== Work order ==
Each record is to be copied exactly as written.

[Dataset entries]
*****

use crate::codec::Reader;
use crate::crypto::HashAlg;
use crate::crypto::errors::{CryptoResult, Error};
use base64::Engine as _;
use base64::engine::general_purpose::{STANDARD, STANDARD_NO_PAD};
use std::fmt;
use std::hash::{Hash, Hasher};

/// An SSH public key in its wire encoding.
///
/// The blob is kept opaque; only the leading algorithm name is decoded.
/// Two keys are equal exactly when their encoded blobs are byte-identical,
/// which is the matching rule revocation lists rely on.
#[derive(Clone)]
pub struct PublicKey {
    algorithm: String,
    blob: Vec<u8>,
}

impl PublicKey {
    /// Wrap an encoded key blob (`string algorithm, ...`)
    pub fn from_blob(blob: impl Into<Vec<u8>>) -> CryptoResult<Self> {
        let blob = blob.into();
        let mut reader = Reader::new(&blob);
        let name = reader.read_string()?;
        if name.is_empty() {
            return Err(Error::Invalid("Key blob has an empty algorithm name".into()));
        }
        let algorithm = std::str::from_utf8(name)
            .map_err(|_| Error::Invalid("Key algorithm name is not UTF-8".into()))?
            .to_owned();

        Ok(Self { algorithm, blob })
    }

    /// Parse a key in OpenSSH one-line form (`algorithm base64 [comment]`)
    pub fn from_openssh(line: &str) -> CryptoResult<Self> {
        let mut fields = line.split_whitespace();
        let (Some(algorithm), Some(encoded)) = (fields.next(), fields.next()) else {
            return Err(Error::Invalid("Expected '<algorithm> <base64>'".into()));
        };

        let key = Self::from_blob(STANDARD.decode(encoded)?)?;
        if key.algorithm != algorithm {
            return Err(Error::Invalid(format!(
                "Key line says {algorithm} but the blob holds {}",
                key.algorithm
            )));
        }
        Ok(key)
    }

    /// Render the key in OpenSSH one-line form, without a comment
    pub fn to_openssh(&self) -> String {
        format!("{} {}", self.algorithm, STANDARD.encode(&self.blob))
    }

    /// Key algorithm name, e.g. `ssh-ed25519`
    pub fn algorithm(&self) -> &str {
        &self.algorithm
    }

    /// The encoded key blob
    pub fn as_bytes(&self) -> &[u8] {
        &self.blob
    }

    /// Digest of the encoded key blob
    pub fn fingerprint(&self, hash_alg: HashAlg) -> Vec<u8> {
        hash_alg.hash(&self.blob)
    }

    /// The `SHA256:...` fingerprint string printed by `ssh-keygen -l`
    pub fn sha256_fingerprint(&self) -> String {
        format!(
            "SHA256:{}",
            STANDARD_NO_PAD.encode(self.fingerprint(HashAlg::Sha256))
        )
    }

    /// Verify an SSH signature blob made by this key over `message`
    pub fn verify(&self, message: &[u8], signature: &[u8]) -> CryptoResult<bool> {
        super::verify(self, message, signature)
    }
}

impl PartialEq for PublicKey {
    fn eq(&self, other: &Self) -> bool {
        self.blob == other.blob
    }
}

impl Eq for PublicKey {}

impl Hash for PublicKey {
    fn hash<H: Hasher>(&self, state: &mut H) {
        self.blob.hash(state);
    }
}

impl fmt::Debug for PublicKey {
    fn fmt(&self, f: &mut fmt::Formatter<'_>) -> fmt::Result {
        f.debug_struct("PublicKey")
            .field("algorithm", &self.algorithm)
            .field("fingerprint", &self.sha256_fingerprint())
            .finish()
    }
}

impl fmt::Display for PublicKey {
    fn fmt(&self, f: &mut fmt::Formatter<'_>) -> fmt::Result {
        write!(f, "{} {}", self.algorithm, self.sha256_fingerprint())
    }
}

*****

== Response to the task ==
use crate::codec::Reader;
use crate::crypto::HashAlg;
use crate::crypto::errors::{CryptoResult, Error};
use base64::Engine as _;
use base64::engine::general_purpose::{STANDARD, STANDARD_NO_PAD};
use std::fmt;
use std::hash::{Hash, Hasher};

/// An SSH public key in its wire encoding.
///
/// The blob is kept opaque; only the leading algorithm name is decoded.
/// Two keys are equal exactly when their encoded blobs are byte-identical,
/// which is the matching rule revocation lists rely on.
#[derive(Clone)]
pub struct PublicKey {
    algorithm: String,
    blob: Vec<u8>,
}

impl PublicKey {
    /// Wrap an encoded key blob (`string algorithm, ...`)
    pub fn from_blob(blob: impl Into<Vec<u8>>) -> CryptoResult<Self> {
        let blob = blob.into();
        let mut reader = Reader::new(&blob);
        let name = reader.read_string()?;
        if name.is_empty() {
            return Err(Error::Invalid("Key blob has an empty algorithm name".into()));
        }
        let algorithm = std::str::from_utf8(name)
            .map_err(|_| Error::Invalid("Key algorithm name is not UTF-8".into()))?
            .to_owned();

        Ok(Self { algorithm, blob })
    }

    /// Parse a key in OpenSSH one-line form (`algorithm base64 [comment]`)
    pub fn from_openssh(line: &str) -> CryptoResult<Self> {
        let mut fields = line.split_whitespace();
        let (Some(algorithm), Some(encoded)) = (fields.next(), fields.next()) else {
            return Err(Error::Invalid("Expected '<algorithm> <base64>'".into()));
        };

        let key = Self::from_blob(STANDARD.decode(encoded)?)?;
        if key.algorithm != algorithm {
            return Err(Error::Invalid(format!(
                "Key line says {algorithm} but the blob holds {}",
                key.algorithm
            )));
        }
        Ok(key)
    }

    /// Render the key in OpenSSH one-line form, without a comment
    pub fn to_openssh(&self) -> String {
        format!("{} {}", self.algorithm, STANDARD.encode(&self.blob))
    }

    /// Key algorithm name, e.g. `ssh-ed25519`
    pub fn algorithm(&self) -> &str {
        &self.algorithm
    }

    /// The encoded key blob
    pub fn as_bytes(&self) -> &[u8] {
        &self.blob
    }

    /// Digest of the encoded key blob
    pub fn fingerprint(&self, hash_alg: HashAlg) -> Vec<u8> {
        hash_alg.hash(&self.blob)
    }

    /// The `SHA256:...` fingerprint string printed by `ssh-keygen -l`
    pub fn sha256_fingerprint(&self) -> String {
        format!(
            "SHA256:{}",
            STANDARD_NO_PAD.encode(self.fingerprint(HashAlg::Sha256))
        )
    }

    /// Verify an SSH signature blob made by this key over `message`
    pub fn verify(&self, message: &[u8], signature: &[u8]) -> CryptoResult<bool> {
        super::verify(self, message, signature)
    }
}

impl PartialEq for PublicKey {
    fn eq(&self, other: &Self) -> bool {
        self.blob == other.blob
    }
}

impl Eq for PublicKey {}

impl Hash for PublicKey {
    fn hash<H: Hasher>(&self, state: &mut H) {
        self.blob.hash(state);
    }
}

impl fmt::Debug for PublicKey {
    fn fmt(&self, f: &mut fmt::Formatter<'_>) -> fmt::Result {
        f.debug_struct("PublicKey")
            .field("algorithm", &self.algorithm)
            .field("fingerprint", &self.sha256_fingerprint())
            .finish()
    }
}

impl fmt::Display for PublicKey {
    fn fmt(&self, f: &mut fmt::Formatter<'_>) -> fmt::Result {
        write!(f, "{} {}", self.algorithm, self.sha256_fingerprint())
    }
}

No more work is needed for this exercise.